New album appeals to new listeners with unique style
Observer Scene | Thursday, October 13, 2005
At the end of the Greek movie “Z,” the first thing the government banned was “long hair on males.” Jim James, lead singer of My Morning Jacket, would have been burned at the stake for his hippie pirate style.
Just like the cult film, his band’s new album, “Z,” successfully attracts newcomers to the indie genre, as well as maintains fans of the band’s previous material.
When alt-country is looked up in the dictionary, Louisville’s My Morning Jacket can be found (not Wilco). The entry’s definition included melodic vocals that held long notes, slow and detailed tunes, a raw, authentic sound and an Aspen Edge beer advertisement credit (for their single “Mahgeetah”).

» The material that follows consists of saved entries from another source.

//! Whole-collection persistence for the vocabulary

use std::fs;
use std::path::{Path, PathBuf};
use std::sync::Mutex;

use super::models::StoredItem;
use super::store::{Result, VocabError};

/// Reads and overwrites the complete item list.
pub trait VocabBackend: Send + Sync {
    /// Load all items in stored order. Absent data is an empty collection.
    fn load(&self) -> Result<Vec<StoredItem>>;

    /// Replace the stored collection. Readers never observe a partial write.
    fn save(&self, items: &[StoredItem]) -> Result<()>;
}

fn decode(raw: &str, location: &str) -> Result<Vec<StoredItem>> {
    if raw.trim().is_empty() {
        return Ok(Vec::new());
    }
    serde_json::from_str(raw).map_err(|source| VocabError::CorruptStore {
        location: location.to_string(),
        source,
    })
}

/// JSON array stored in a single file
#[derive(Debug, Clone)]
pub struct JsonFileBackend {
    path: PathBuf,
}

impl JsonFileBackend {
    pub fn new(path: PathBuf) -> Self {
        Self { path }
    }

    pub fn path(&self) -> &Path {
        &self.path
    }
}

impl VocabBackend for JsonFileBackend {
    fn load(&self) -> Result<Vec<StoredItem>> {
        if !self.path.exists() {
            return Ok(Vec::new());
        }

        let content = fs::read_to_string(&self.path)?;
        decode(&content, &self.path.display().to_string())
    }

    /// Atomic write: write to .tmp then rename
    fn save(&self, items: &[StoredItem]) -> Result<()> {
        if let Some(parent) = self.path.parent() {
            fs::create_dir_all(parent)?;
        }

        let tmp_path = self.path.with_extension("json.tmp");
        fs::write(&tmp_path, serde_json::to_string_pretty(items)?)?;
        fs::rename(&tmp_path, &self.path)?;

        log::debug!("Saved {} vocabulary items to {:?}", items.len(), self.path);
        Ok(())
    }
}

/// In-memory backend holding the serialized JSON text
#[derive(Debug, Default)]
pub struct MemoryBackend {
    contents: Mutex<Option<String>>,
}

impl MemoryBackend {
    pub fn new() -> Self {
        Self::default()
    }

    /// Start from raw stored text, which need not be valid JSON
    pub fn with_contents(raw: impl Into<String>) -> Self {
        Self {
            contents: Mutex::new(Some(raw.into())),
        }
    }

    pub fn contents(&self) -> Option<String> {
        self.contents
            .lock()
            .unwrap_or_else(|poisoned| poisoned.into_inner())
            .clone()
    }
}

impl VocabBackend for MemoryBackend {
    fn load(&self) -> Result<Vec<StoredItem>> {
        match self.contents() {
            Some(raw) => decode(&raw, "memory"),
            None => Ok(Vec::new()),
        }
    }

    fn save(&self, items: &[StoredItem]) -> Result<()> {
        let raw = serde_json::to_string(items)?;
        *self
            .contents
            .lock()
            .unwrap_or_else(|poisoned| poisoned.into_inner()) = Some(raw);
        Ok(())
    }
}
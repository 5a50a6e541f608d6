//! Vocabulary collection for Vokabel
//!
//! This module provides:
//! - The persisted word record with its spaced repetition fields
//! - A pluggable whole-collection backend (JSON file or in-memory)
//! - Word CRUD with uniqueness by exact word match

mod backend;
pub mod models;
mod store;

pub use backend::{JsonFileBackend, MemoryBackend, VocabBackend};
pub use models::*;
pub use store::{Result, VocabError, VocabStore};
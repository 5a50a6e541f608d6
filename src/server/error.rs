use axum::{
    http::StatusCode,
    response::{IntoResponse, Response},
    Json,
};
use serde_json::json;

use crate::texts::TextError;
use crate::vocab::VocabError;

/// Error returned by HTTP handlers
#[derive(Debug)]
pub enum ApiError {
    Vocab(VocabError),
    Text(TextError),
    BadRequest(String),
}

impl From<VocabError> for ApiError {
    fn from(err: VocabError) -> Self {
        Self::Vocab(err)
    }
}

impl From<TextError> for ApiError {
    fn from(err: TextError) -> Self {
        Self::Text(err)
    }
}

impl ApiError {
    fn status(&self) -> StatusCode {
        match self {
            Self::Vocab(e) => match e {
                VocabError::InvalidQuality(_) | VocabError::EmptyWord => StatusCode::BAD_REQUEST,
                VocabError::NotFound(_) => StatusCode::NOT_FOUND,
                VocabError::DuplicateWord(_) => StatusCode::CONFLICT,
                VocabError::CorruptStore { .. } | VocabError::Io(_) | VocabError::Json(_) => {
                    StatusCode::INTERNAL_SERVER_ERROR
                }
            },
            Self::Text(e) => match e {
                TextError::InvalidFilename(_) | TextError::Fetch(_) => StatusCode::BAD_REQUEST,
                TextError::NotFound(_) => StatusCode::NOT_FOUND,
                TextError::Io(_) => StatusCode::INTERNAL_SERVER_ERROR,
            },
            Self::BadRequest(_) => StatusCode::BAD_REQUEST,
        }
    }

    fn message(&self) -> String {
        match self {
            Self::Vocab(e) => e.to_string(),
            Self::Text(e) => e.to_string(),
            Self::BadRequest(msg) => msg.clone(),
        }
    }
}

impl IntoResponse for ApiError {
    fn into_response(self) -> Response {
        let status = self.status();
        let message = self.message();
        if status.is_server_error() {
            log::error!("Request failed: {}", message);
        }

        let body = Json(json!({
            "status": "error",
            "message": message,
        }));
        (status, body).into_response()
    }
}
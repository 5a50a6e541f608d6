use anyhow::{Context, Result};
use chrono::Utc;

use vokabel_lib::review::preview_intervals;

use super::entry_line;
use crate::app::App;
use crate::OutputFormat;

pub fn run_due(app: &App, format: &OutputFormat) -> Result<()> {
    let due = app.reviews.due_reviews(Utc::now());

    match format {
        OutputFormat::Json => println!("{}", serde_json::to_string_pretty(&due)?),
        OutputFormat::Plain => {
            if due.is_empty() {
                println!("Nothing due. Well done!");
                return Ok(());
            }
            for entry in &due {
                println!("{}", entry_line(entry));
            }
            println!("\n{} due", due.len());
        }
    }

    Ok(())
}

pub fn run_review(app: &App, word: &str, quality: i64, format: &OutputFormat) -> Result<()> {
    let entry = app.reviews.submit_review(word, quality)?;

    match format {
        OutputFormat::Json => println!("{}", serde_json::to_string_pretty(&entry)?),
        OutputFormat::Plain => println!(
            "\"{}\" next due {} (interval {:.1} days, EF {:.2}, streak {})",
            entry.word,
            entry.next_review_date.format("%Y-%m-%d"),
            entry.interval,
            entry.easiness_factor,
            entry.repetition_count
        ),
    }

    Ok(())
}

pub fn run_stats(app: &App, format: &OutputFormat) -> Result<()> {
    let stats = app.reviews.stats();

    match format {
        OutputFormat::Json => println!("{}", serde_json::to_string_pretty(&stats)?),
        OutputFormat::Plain => {
            println!("Total words:     {}", stats.total_words);
            println!("Mastered:        {}", stats.mastered_words);
            println!("Learning:        {}", stats.learning_words);
            println!("Average recall:  {:.1}", stats.avg_recall);
            println!("Due today:       {}", stats.words_due_today);
        }
    }

    Ok(())
}

pub fn run_practice(app: &App, format: &OutputFormat) -> Result<()> {
    let words = app.reviews.practice_words();

    match format {
        OutputFormat::Json => println!("{}", serde_json::to_string_pretty(&words)?),
        OutputFormat::Plain => {
            for entry in &words {
                println!("{:<24} {}", entry.word, entry.translation);
            }
        }
    }

    Ok(())
}

pub fn run_preview(app: &App, word: &str, format: &OutputFormat) -> Result<()> {
    let entry = app
        .store()
        .find(word)?
        .with_context(|| format!("\"{}\" is not in the vocabulary", word))?;
    let days = preview_intervals(&entry, Utc::now());

    match format {
        OutputFormat::Json => println!("{}", serde_json::json!({ "word": entry.word, "days": days })),
        OutputFormat::Plain => {
            for (quality, d) in days.iter().enumerate() {
                println!("quality {}: {} days", quality, d);
            }
        }
    }

    Ok(())
}
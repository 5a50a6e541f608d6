//! Embedded HTTP server exposing the vocabulary and review API.

mod error;
mod handlers;

use std::net::SocketAddr;
use std::sync::{Arc, Mutex, MutexGuard};

use axum::{
    extract::DefaultBodyLimit,
    routing::{delete, get, post},
    Router,
};
use tokio::net::TcpListener;
use tower_http::cors::CorsLayer;

pub use error::ApiError;

use crate::config::AppConfig;
use crate::dictionary::{FileDictionary, TranslationLookup};
use crate::review::ReviewService;
use crate::texts::TextLibrary;
use crate::vocab::{JsonFileBackend, VocabStore};

/// Largest accepted text upload
const MAX_UPLOAD_BYTES: usize = 16 * 1024 * 1024;

/// Server state shared across requests.
pub struct AppState {
    /// Store operations run one at a time within the process.
    reviews: Mutex<ReviewService<JsonFileBackend>>,
    pub dictionary: Box<dyn TranslationLookup>,
    pub texts: TextLibrary,
}

impl AppState {
    pub fn new(
        reviews: ReviewService<JsonFileBackend>,
        dictionary: Box<dyn TranslationLookup>,
        texts: TextLibrary,
    ) -> Self {
        Self {
            reviews: Mutex::new(reviews),
            dictionary,
            texts,
        }
    }

    pub fn from_config(config: &AppConfig) -> Self {
        let store = VocabStore::new(JsonFileBackend::new(config.vocab_path()));
        Self::new(
            ReviewService::new(store),
            Box::new(FileDictionary::new(config.dictionary_path.clone())),
            TextLibrary::new(config.texts_dir()),
        )
    }

    pub fn reviews(&self) -> MutexGuard<'_, ReviewService<JsonFileBackend>> {
        self.reviews
            .lock()
            .unwrap_or_else(|poisoned| poisoned.into_inner())
    }
}

/// Create the HTTP router with all endpoints
pub fn create_router(state: AppState) -> Router {
    let state = Arc::new(state);

    Router::new()
        // Texts
        .route("/upload", post(handlers::upload_text))
        .route("/api/texts", get(handlers::list_texts))
        .route("/text/{filename}", get(handlers::get_text))
        .route("/load-url", post(handlers::load_url))
        // Vocabulary
        .route("/vocab", post(handlers::add_vocab).get(handlers::list_vocab))
        .route("/vocab/{word}", delete(handlers::delete_vocab))
        .route("/api/vocab/all", get(handlers::all_vocab))
        .route("/api/vocab/edit", post(handlers::edit_vocab))
        .route("/api/vocab/practice", get(handlers::practice_words))
        .route("/api/translate/de-en/{word}", get(handlers::translate))
        // Reviews
        .route("/api/review/due", get(handlers::due_reviews))
        .route("/api/review/submit", post(handlers::submit_review))
        .route("/api/review/stats", get(handlers::review_stats))
        .route("/health", get(handlers::health))
        .with_state(state)
        .layer(DefaultBodyLimit::max(MAX_UPLOAD_BYTES))
        .layer(CorsLayer::permissive())
}

/// Serve until Ctrl-C
pub async fn serve(state: AppState, addr: SocketAddr) -> std::io::Result<()> {
    let app = create_router(state);
    let listener = TcpListener::bind(addr).await?;
    log::info!("Vokabel server started on http://{}", listener.local_addr()?);

    axum::serve(listener, app)
        .with_graceful_shutdown(async {
            let _ = tokio::signal::ctrl_c().await;
            log::info!("Vokabel server shutting down");
        })
        .await
}

#[cfg(test)]
mod tests {
    use super::*;
    use axum::body::{to_bytes, Body};
    use axum::http::{header, Request, StatusCode};
    use serde_json::Value;
    use tempfile::TempDir;
    use tower::ServiceExt;

    fn translate(word: &str) -> Vec<String> {
        match word {
            "Haus" => vec!["house".to_string()],
            _ => Vec::new(),
        }
    }

    fn create_test_app() -> (Router, TempDir) {
        let temp_dir = TempDir::new().unwrap();
        let store = VocabStore::new(JsonFileBackend::new(
            temp_dir.path().join("vocab").join("vocabulary.json"),
        ));
        let state = AppState::new(
            ReviewService::new(store),
            Box::new(translate),
            TextLibrary::new(temp_dir.path().join("texts")),
        );
        (create_router(state), temp_dir)
    }

    fn form(uri: &str, body: &str) -> Request<Body> {
        Request::builder()
            .method("POST")
            .uri(uri)
            .header(header::CONTENT_TYPE, "application/x-www-form-urlencoded")
            .body(Body::from(body.to_string()))
            .unwrap()
    }

    fn get(uri: &str) -> Request<Body> {
        Request::builder().uri(uri).body(Body::empty()).unwrap()
    }

    async fn send(app: &Router, request: Request<Body>) -> (StatusCode, Value) {
        let response = app.clone().oneshot(request).await.unwrap();
        let status = response.status();
        let bytes = to_bytes(response.into_body(), usize::MAX).await.unwrap();
        let body = serde_json::from_slice(&bytes).unwrap_or(Value::Null);
        (status, body)
    }

    #[tokio::test]
    async fn test_stats_on_empty_data_dir() {
        let (app, _temp) = create_test_app();

        let (status, body) = send(&app, get("/api/review/stats")).await;
        assert_eq!(status, StatusCode::OK);
        assert_eq!(body["total_words"], 0);
        assert_eq!(body["mastered_words"], 0);
        assert_eq!(body["learning_words"], 0);
        assert_eq!(body["avg_recall"], 0.0);
        assert_eq!(body["words_due_today"], 0);
    }

    #[tokio::test]
    async fn test_add_list_and_review() {
        let (app, _temp) = create_test_app();

        let (status, _) = send(&app, form("/vocab", "word=Haus")).await;
        assert_eq!(status, StatusCode::OK);
        send(&app, form("/vocab", "word=Haus")).await;

        let (_, body) = send(&app, get("/vocab")).await;
        assert_eq!(body["vocab"], serde_json::json!(["Haus"]));

        let (_, body) = send(&app, get("/api/review/due")).await;
        assert_eq!(body["due_words"][0]["translation"], serde_json::json!(["house"]));

        let (status, body) = send(&app, form("/api/review/submit", "word=Haus&quality=5")).await;
        assert_eq!(status, StatusCode::OK);
        assert_eq!(body["entry"]["repetition_count"], 1);

        let (_, body) = send(&app, get("/api/review/due")).await;
        assert_eq!(body["due_words"], serde_json::json!([]));
    }

    #[tokio::test]
    async fn test_submit_invalid_quality() {
        let (app, _temp) = create_test_app();
        send(&app, form("/vocab", "word=Haus")).await;

        let (status, body) = send(&app, form("/api/review/submit", "word=Haus&quality=9")).await;
        assert_eq!(status, StatusCode::BAD_REQUEST);
        assert_eq!(body["status"], "error");

        let (status, body) = send(&app, form("/api/review/submit", "word=Haus&quality=good")).await;
        assert_eq!(status, StatusCode::BAD_REQUEST);
        assert_eq!(body["status"], "error");
        assert!(body["message"].as_str().unwrap().contains("good"));
    }

    #[tokio::test]
    async fn test_unknown_word_is_not_found() {
        let (app, _temp) = create_test_app();

        let (status, _) = send(&app, form("/api/review/submit", "word=Hund&quality=3")).await;
        assert_eq!(status, StatusCode::NOT_FOUND);

        let request = Request::builder()
            .method("DELETE")
            .uri("/vocab/Hund")
            .body(Body::empty())
            .unwrap();
        let (status, body) = send(&app, request).await;
        assert_eq!(status, StatusCode::NOT_FOUND);
        assert_eq!(body["status"], "error");
    }

    #[tokio::test]
    async fn test_edit_and_export() {
        let (app, _temp) = create_test_app();
        send(&app, form("/vocab", "word=Haus")).await;

        let (status, _) = send(
            &app,
            form("/api/vocab/edit", "old_word=Haus&new_word=Heim&translation=home%2C+house"),
        )
        .await;
        assert_eq!(status, StatusCode::OK);

        let (_, body) = send(&app, get("/api/vocab/all")).await;
        assert_eq!(body[0]["word"], "Heim");
        assert_eq!(body[0]["translation"], serde_json::json!(["home", "house"]));
    }

    #[tokio::test]
    async fn test_translate() {
        let (app, _temp) = create_test_app();

        let (status, body) = send(&app, get("/api/translate/de-en/Haus")).await;
        assert_eq!(status, StatusCode::OK);
        assert_eq!(body["translations"], serde_json::json!(["house"]));

        let (status, body) = send(&app, get("/api/translate/de-en/Nichts")).await;
        assert_eq!(status, StatusCode::NOT_FOUND);
        assert_eq!(body["success"], false);
    }

    #[tokio::test]
    async fn test_texts() {
        let (app, temp) = create_test_app();
        std::fs::create_dir_all(temp.path().join("texts")).unwrap();
        std::fs::write(temp.path().join("texts").join("brief.txt"), "Lieber Hans").unwrap();

        let (_, body) = send(&app, get("/api/texts")).await;
        assert_eq!(body["texts"], serde_json::json!(["brief.txt"]));

        let (_, body) = send(&app, get("/text/brief.txt")).await;
        assert_eq!(body["content"], "Lieber Hans");

        let (status, _) = send(&app, get("/text/missing.txt")).await;
        assert_eq!(status, StatusCode::NOT_FOUND);
    }

    #[tokio::test]
    async fn test_upload() {
        let (app, temp) = create_test_app();
        let boundary = "vokabelboundary";
        let body = format!(
            "--{b}\r\nContent-Disposition: form-data; name=\"file\"; filename=\"lied.txt\"\r\nContent-Type: text/plain\r\n\r\nAlle meine Entchen\r\n--{b}--\r\n",
            b = boundary
        );
        let request = Request::builder()
            .method("POST")
            .uri("/upload")
            .header(
                header::CONTENT_TYPE,
                format!("multipart/form-data; boundary={}", boundary),
            )
            .body(Body::from(body))
            .unwrap();

        let (status, body) = send(&app, request).await;
        assert_eq!(status, StatusCode::OK);
        assert_eq!(body["filename"], "lied.txt");
        assert_eq!(
            std::fs::read_to_string(temp.path().join("texts").join("lied.txt")).unwrap(),
            "Alle meine Entchen"
        );
    }
}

The biggest change from “It Still Moves,” Jacket’s last album, to “Z” might be in the faster tempo and less repetition in the songwriting. The first four songs of “Z” are a total of 14 minutes, compared to 22 minutes for the first four songs on “It Still Moves.”
The opening track “Wordless Chorus” sounds more like a Flaming Lips cover than anything My Morning Jacket has released before. Electronic synth pulses keep the beat as James’ familiar and warm voice enters. The song climaxes with James’ wild yet melodic howls.
“It Beats 4 U” relies on roll and rim percussion as well as a chorus that resembles a more conventional, mainstream alt-rock artists like Abandoned Pools or Our Lady Peace. James holds his notes in the chorus and bridge just like on previous songs “Masterplan” and “Run Thru” from “It Still Moves.”
“Gideon” is the first radio single off “Z” and sounds more like past Jacket material. Arpeggios on clean electric guitar cushioned by a pleasant kick drum and repetitive bass line, as well as the anthemic ringing major chords open the track as James holds long notes in both the verse and chorus. The restrained, innocent vocals are similar to vocal lines from “It Still Moves.”
Immediately after “Gideon,” the band gets its second wind with the fun and energetic “What a Wonderful Man.” The song is just over two minutes, unusually short for a My Morning Jacket tune. The sound is straight classic rock. “What a Wonderful Man” would fit on any Who or Alice Cooper record. Sing-along vocals, playful piano, sincere guitar and a memorable chorus make the track a highlight.
But James and company make up for the time on the next two tracks, “Off the Record” and “Into the Woods.” He opens “Off the Record” with an establishing guitar introduction. The verses’ rhythmic strumming combined with James’ jubilant screaming actually sound punk influenced – strange for a band whose lead singer is more likely to dress like a pirate, cowboy or hermit for Halloween than a skater.
The only disappointment with the album is that it is top heavy. The first five songs are strong and catchy. The rest of the album lacks a “Run Thru” or “Just One Thing.” Listeners will be better off repeating the first half than continuing on with the rest.
My Morning Jacket still employs the unusual recording style that makes the album sound like it was written in a log cabin – vocals echo distantly and songwriting invokes country western influences with major chord progressions and gentle, personal melodies.
The band is definitely evolving, however, and the music features more variety than previous records.